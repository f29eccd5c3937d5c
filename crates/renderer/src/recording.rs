//! Per-thread recording slots.
//!
//! Each recording thread owns one slot, selected by a thread-local index
//! set with [`bind_recording_thread`]. A slot holds at most one open
//! command buffer, so several threads can record into the same frame
//! without touching each other's buffers. Threads that never bind an
//! index use slot 0.

use std::cell::Cell;

use vkframe_rhi::command::CommandBufferHandle;

use crate::error::{EngineError, EngineResult};

thread_local! {
    static RECORDING_THREAD: Cell<usize> = const { Cell::new(0) };
}

/// Assigns the calling thread to recording slot `index`.
pub fn bind_recording_thread(index: usize) {
    RECORDING_THREAD.with(|slot| slot.set(index));
}

/// Recording slot of the calling thread.
pub fn recording_thread() -> usize {
    RECORDING_THREAD.with(Cell::get)
}

/// Open command buffer per recording thread.
#[derive(Debug)]
pub struct RecordingSlots {
    slots: Vec<CommandBufferHandle>,
}

impl RecordingSlots {
    pub fn new(count: usize) -> Self {
        Self {
            slots: vec![CommandBufferHandle::null(); count],
        }
    }

    pub fn count(&self) -> usize {
        self.slots.len()
    }

    fn slot(&self, thread: usize) -> EngineResult<&CommandBufferHandle> {
        self.slots
            .get(thread)
            .ok_or(EngineError::RecordingThread(thread))
    }

    /// Checks that `thread` is in range and has nothing open.
    pub fn ensure_free(&self, thread: usize) -> EngineResult<()> {
        if self.slot(thread)?.is_open() {
            return Err(EngineError::CommandBufferAlreadyOpen { thread });
        }
        Ok(())
    }

    /// Stores an opened buffer for `thread`.
    ///
    /// # Errors
    ///
    /// Returns [`EngineError::CommandBufferAlreadyOpen`] if the thread
    /// already has one, or [`EngineError::RecordingThread`] if `thread` is
    /// out of range.
    pub fn open(&mut self, thread: usize, handle: CommandBufferHandle) -> EngineResult<()> {
        self.ensure_free(thread)?;
        self.slots[thread] = handle;
        Ok(())
    }

    /// The open buffer of `thread`.
    pub fn current(&self, thread: usize) -> EngineResult<CommandBufferHandle> {
        let handle = *self.slot(thread)?;
        if !handle.is_open() {
            return Err(EngineError::NoOpenCommandBuffer { thread });
        }
        Ok(handle)
    }

    /// Removes the open buffer of `thread`, leaving the slot empty.
    pub fn take(&mut self, thread: usize) -> EngineResult<CommandBufferHandle> {
        let handle = self.current(thread)?;
        self.slots[thread] = CommandBufferHandle::null();
        Ok(handle)
    }

    /// Whether any thread still has a buffer open.
    pub fn any_open(&self) -> bool {
        self.slots.iter().any(CommandBufferHandle::is_open)
    }

    /// Forgets every open buffer.
    pub fn clear(&mut self) {
        self.slots.fill(CommandBufferHandle::null());
    }
}

#[cfg(test)]
mod tests {
    use super::*;

    #[test]
    fn test_default_thread_index_is_zero() {
        std::thread::spawn(|| assert_eq!(recording_thread(), 0))
            .join()
            .unwrap();
    }

    #[test]
    fn test_thread_index_is_per_thread() {
        bind_recording_thread(3);
        let other = std::thread::spawn(|| {
            bind_recording_thread(1);
            recording_thread()
        })
        .join()
        .unwrap();
        assert_eq!(other, 1);
        assert_eq!(recording_thread(), 3);
    }

    #[test]
    fn test_empty_slots() {
        let slots = RecordingSlots::new(2);
        assert_eq!(slots.count(), 2);
        assert!(!slots.any_open());
        assert!(matches!(
            slots.current(1),
            Err(EngineError::NoOpenCommandBuffer { thread: 1 })
        ));
        assert!(matches!(
            slots.current(2),
            Err(EngineError::RecordingThread(2))
        ));
    }

    #[test]
    fn test_null_handle_is_not_open() {
        let mut slots = RecordingSlots::new(1);
        slots.open(0, CommandBufferHandle::null()).unwrap();
        assert!(!slots.any_open());
    }
}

* * * * *

◆ Brief ◆
Could you show every line of the listing that holds the string "calling"?

◆ Answer section ◆
/// Assigns the calling thread to recording slot `index`.
/// Recording slot of the calling thread.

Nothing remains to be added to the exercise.